[Opening DATA UNDER STUDY section]

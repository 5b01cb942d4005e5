//! In-process backend implementing every use-case.
//!
//! Keeps one user and its rooms in memory. Calls can be slowed down with a
//! fixed latency, held until explicitly released, or made to fail with a
//! scripted [`ErrorInfo`], which is what the controller tests and the demo
//! CLI need.

use std::collections::{HashMap, VecDeque};
use std::sync::atomic::{AtomicUsize, Ordering};
use std::time::Duration;

use parking_lot::Mutex;
use tokio::sync::Semaphore;

use santa_proto::room::{RoomCreateRequest, RoomInfo};
use santa_proto::user::UserInfo;
use santa_proto::{DomainErrorKind, ErrorInfo, Outcome};

use super::{RoomsUseCases, UsersUseCases};
use crate::config::BackendConfig;

/// The use-case operations the backend serves.
#[derive(Debug, Clone, Copy, PartialEq, Eq, Hash)]
pub enum Operation {
    /// [`RoomsUseCases::create_room`].
    CreateRoom,
    /// [`UsersUseCases::get_self_info`].
    GetSelfInfo,
    /// [`UsersUseCases::delete_user`].
    DeleteUser,
}

/// In-memory Secret Santa backend.
#[derive(Debug)]
pub struct MemoryBackend {
    owner_id: String,
    latency: Duration,
    user: Mutex<Option<UserInfo>>,
    rooms: Mutex<Vec<RoomInfo>>,
    faults: Mutex<HashMap<Operation, VecDeque<ErrorInfo>>>,
    calls: Mutex<HashMap<Operation, usize>>,
    /// When set, every call waits for a permit before completing.
    hold: Option<Semaphore>,
    in_flight: AtomicUsize,
}

impl MemoryBackend {
    /// A backend signed in as `username` with id `owner_id`, answering
    /// immediately.
    pub fn new(owner_id: impl Into<String>, username: impl Into<String>) -> Self {
        let owner_id = owner_id.into();
        Self {
            user: Mutex::new(Some(UserInfo {
                user_id: owner_id.clone(),
                username: username.into(),
            })),
            owner_id,
            latency: Duration::ZERO,
            rooms: Mutex::new(Vec::new()),
            faults: Mutex::new(HashMap::new()),
            calls: Mutex::new(HashMap::new()),
            hold: None,
            in_flight: AtomicUsize::new(0),
        }
    }

    /// A backend built from the `[backend]` configuration section.
    #[must_use]
    pub fn from_config(config: &BackendConfig) -> Self {
        Self::new(config.owner_id.clone(), config.username.clone()).with_latency(config.latency)
    }

    /// Delays every call by `latency`.
    #[must_use]
    pub fn with_latency(mut self, latency: Duration) -> Self {
        self.latency = latency;
        self
    }

    /// Makes every call wait until [`release`](Self::release) lets it
    /// through.
    #[must_use]
    pub fn held(mut self) -> Self {
        self.hold = Some(Semaphore::new(0));
        self
    }

    /// Lets `calls` held calls complete. No-op for a backend that is not
    /// [`held`](Self::held).
    pub fn release(&self, calls: usize) {
        if let Some(hold) = &self.hold {
            hold.add_permits(calls);
        }
    }

    /// Makes the next call of `operation` fail with `error`. Failures queue
    /// up in order.
    pub fn fail_next(&self, operation: Operation, error: ErrorInfo) {
        self.faults
            .lock()
            .entry(operation)
            .or_default()
            .push_back(error);
    }

    /// How many times `operation` has been called.
    #[must_use]
    pub fn calls(&self, operation: Operation) -> usize {
        self.calls.lock().get(&operation).copied().unwrap_or(0)
    }

    /// Calls that have started but not yet completed.
    #[must_use]
    pub fn in_flight(&self) -> usize {
        self.in_flight.load(Ordering::Acquire)
    }

    /// Rooms created so far.
    #[must_use]
    pub fn rooms(&self) -> Vec<RoomInfo> {
        self.rooms.lock().clone()
    }

    /// Replaces the signed-in user's display name.
    pub fn rename_user(&self, username: impl Into<String>) {
        if let Some(user) = self.user.lock().as_mut() {
            user.username = username.into();
        }
    }

    /// Common prologue of every call: count it, wait out latency and hold,
    /// then hand back a scripted failure if one is queued.
    async fn arrive(&self, operation: Operation) -> Option<ErrorInfo> {
        *self.calls.lock().entry(operation).or_default() += 1;
        self.in_flight.fetch_add(1, Ordering::AcqRel);
        let _in_flight = InFlight(&self.in_flight);

        if !self.latency.is_zero() {
            tokio::time::sleep(self.latency).await;
        }
        if let Some(hold) = &self.hold
            && let Ok(permit) = hold.acquire().await
        {
            permit.forget();
        }

        let fault = self
            .faults
            .lock()
            .get_mut(&operation)
            .and_then(VecDeque::pop_front);
        if let Some(ref error) = fault {
            tracing::debug!(?operation, %error, "scripted failure");
        }
        fault
    }
}

/// Decrements the in-flight counter when a call completes or is dropped.
struct InFlight<'a>(&'a AtomicUsize);

impl Drop for InFlight<'_> {
    fn drop(&mut self) {
        self.0.fetch_sub(1, Ordering::AcqRel);
    }
}

impl RoomsUseCases for MemoryBackend {
    async fn create_room(&self, request: RoomCreateRequest) -> Outcome<RoomInfo> {
        if let Some(error) = self.arrive(Operation::CreateRoom).await {
            return Outcome::Failure(error);
        }

        let mut rooms = self.rooms.lock();
        if rooms
            .iter()
            .any(|room| room.owner_id == self.owner_id && room.name == request.name)
        {
            return Outcome::domain(DomainErrorKind::RoomAlreadyExists);
        }
        let room = RoomInfo::created_from(request, self.owner_id.clone());
        rooms.push(room.clone());
        tracing::info!(room = %room.name, "room created");
        Outcome::Success(room)
    }
}

impl UsersUseCases for MemoryBackend {
    async fn get_self_info(&self) -> Outcome<UserInfo> {
        if let Some(error) = self.arrive(Operation::GetSelfInfo).await {
            return Outcome::Failure(error);
        }

        self.user
            .lock()
            .clone()
            .map_or_else(|| Outcome::domain(DomainErrorKind::UserNotFound), Outcome::Success)
    }

    async fn delete_user(&self) -> Outcome<()> {
        if let Some(error) = self.arrive(Operation::DeleteUser).await {
            return Outcome::Failure(error);
        }

        if self.user.lock().take().is_none() {
            return Outcome::domain(DomainErrorKind::UserNotFound);
        }
        self.rooms.lock().retain(|room| room.owner_id != self.owner_id);
        tracing::info!(user = %self.owner_id, "user deleted");
        Outcome::Success(())
    }
}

[Closing DATA UNDER STUDY section]

#### TRY IT:
Nothing above should be left out. Print all the records exactly.

#### RESULT:
repository 5b01cb942d4005e5
//! In-process backend implementing every use-case.
//!
//! Keeps one user and its rooms in memory. Calls can be slowed down with a
//! fixed latency, held until explicitly released, or made to fail with a
//! scripted [`ErrorInfo`], which is what the controller tests and the demo
//! CLI need.

use std::collections::{HashMap, VecDeque};
use std::sync::atomic::{AtomicUsize, Ordering};
use std::time::Duration;

use parking_lot::Mutex;
use tokio::sync::Semaphore;

use santa_proto::room::{RoomCreateRequest, RoomInfo};
use santa_proto::user::UserInfo;
use santa_proto::{DomainErrorKind, ErrorInfo, Outcome};

use super::{RoomsUseCases, UsersUseCases};
use crate::config::BackendConfig;

/// The use-case operations the backend serves.
#[derive(Debug, Clone, Copy, PartialEq, Eq, Hash)]
pub enum Operation {
    /// [`RoomsUseCases::create_room`].
    CreateRoom,
    /// [`UsersUseCases::get_self_info`].
    GetSelfInfo,
    /// [`UsersUseCases::delete_user`].
    DeleteUser,
}

/// In-memory Secret Santa backend.
#[derive(Debug)]
pub struct MemoryBackend {
    owner_id: String,
    latency: Duration,
    user: Mutex<Option<UserInfo>>,
    rooms: Mutex<Vec<RoomInfo>>,
    faults: Mutex<HashMap<Operation, VecDeque<ErrorInfo>>>,
    calls: Mutex<HashMap<Operation, usize>>,
    /// When set, every call waits for a permit before completing.
    hold: Option<Semaphore>,
    in_flight: AtomicUsize,
}

impl MemoryBackend {
    /// A backend signed in as `username` with id `owner_id`, answering
    /// immediately.
    pub fn new(owner_id: impl Into<String>, username: impl Into<String>) -> Self {
        let owner_id = owner_id.into();
        Self {
            user: Mutex::new(Some(UserInfo {
                user_id: owner_id.clone(),
                username: username.into(),
            })),
            owner_id,
            latency: Duration::ZERO,
            rooms: Mutex::new(Vec::new()),
            faults: Mutex::new(HashMap::new()),
            calls: Mutex::new(HashMap::new()),
            hold: None,
            in_flight: AtomicUsize::new(0),
        }
    }

    /// A backend built from the `[backend]` configuration section.
    #[must_use]
    pub fn from_config(config: &BackendConfig) -> Self {
        Self::new(config.owner_id.clone(), config.username.clone()).with_latency(config.latency)
    }

    /// Delays every call by `latency`.
    #[must_use]
    pub fn with_latency(mut self, latency: Duration) -> Self {
        self.latency = latency;
        self
    }

    /// Makes every call wait until [`release`](Self::release) lets it
    /// through.
    #[must_use]
    pub fn held(mut self) -> Self {
        self.hold = Some(Semaphore::new(0));
        self
    }

    /// Lets `calls` held calls complete. No-op for a backend that is not
    /// [`held`](Self::held).
    pub fn release(&self, calls: usize) {
        if let Some(hold) = &self.hold {
            hold.add_permits(calls);
        }
    }

    /// Makes the next call of `operation` fail with `error`. Failures queue
    /// up in order.
    pub fn fail_next(&self, operation: Operation, error: ErrorInfo) {
        self.faults
            .lock()
            .entry(operation)
            .or_default()
            .push_back(error);
    }

    /// How many times `operation` has been called.
    #[must_use]
    pub fn calls(&self, operation: Operation) -> usize {
        self.calls.lock().get(&operation).copied().unwrap_or(0)
    }

    /// Calls that have started but not yet completed.
    #[must_use]
    pub fn in_flight(&self) -> usize {
        self.in_flight.load(Ordering::Acquire)
    }

    /// Rooms created so far.
    #[must_use]
    pub fn rooms(&self) -> Vec<RoomInfo> {
        self.rooms.lock().clone()
    }

    /// Replaces the signed-in user's display name.
    pub fn rename_user(&self, username: impl Into<String>) {
        if let Some(user) = self.user.lock().as_mut() {
            user.username = username.into();
        }
    }

    /// Common prologue of every call: count it, wait out latency and hold,
    /// then hand back a scripted failure if one is queued.
    async fn arrive(&self, operation: Operation) -> Option<ErrorInfo> {
        *self.calls.lock().entry(operation).or_default() += 1;
        self.in_flight.fetch_add(1, Ordering::AcqRel);
        let _in_flight = InFlight(&self.in_flight);

        if !self.latency.is_zero() {
            tokio::time::sleep(self.latency).await;
        }
        if let Some(hold) = &self.hold
            && let Ok(permit) = hold.acquire().await
        {
            permit.forget();
        }

        let fault = self
            .faults
            .lock()
            .get_mut(&operation)
            .and_then(VecDeque::pop_front);
        if let Some(ref error) = fault {
            tracing::debug!(?operation, %error, "scripted failure");
        }
        fault
    }
}

/// Decrements the in-flight counter when a call completes or is dropped.
struct InFlight<'a>(&'a AtomicUsize);

impl Drop for InFlight<'_> {
    fn drop(&mut self) {
        self.0.fetch_sub(1, Ordering::AcqRel);
    }
}

impl RoomsUseCases for MemoryBackend {
    async fn create_room(&self, request: RoomCreateRequest) -> Outcome<RoomInfo> {
        if let Some(error) = self.arrive(Operation::CreateRoom).await {
            return Outcome::Failure(error);
        }

        let mut rooms = self.rooms.lock();
        if rooms
            .iter()
            .any(|room| room.owner_id == self.owner_id && room.name == request.name)
        {
            return Outcome::domain(DomainErrorKind::RoomAlreadyExists);
        }
        let room = RoomInfo::created_from(request, self.owner_id.clone());
        rooms.push(room.clone());
        tracing::info!(room = %room.name, "room created");
        Outcome::Success(room)
    }
}

impl UsersUseCases for MemoryBackend {
    async fn get_self_info(&self) -> Outcome<UserInfo> {
        if let Some(error) = self.arrive(Operation::GetSelfInfo).await {
            return Outcome::Failure(error);
        }

        self.user
            .lock()
            .clone()
            .map_or_else(|| Outcome::domain(DomainErrorKind::UserNotFound), Outcome::Success)
    }

    async fn delete_user(&self) -> Outcome<()> {
        if let Some(error) = self.arrive(Operation::DeleteUser).await {
            return Outcome::Failure(error);
        }

        if self.user.lock().take().is_none() {
            return Outcome::domain(DomainErrorKind::UserNotFound);
        }
        self.rooms.lock().retain(|room| room.owner_id != self.owner_id);
        tracing::info!(user = %self.owner_id, "user deleted");
        Outcome::Success(())
    }
}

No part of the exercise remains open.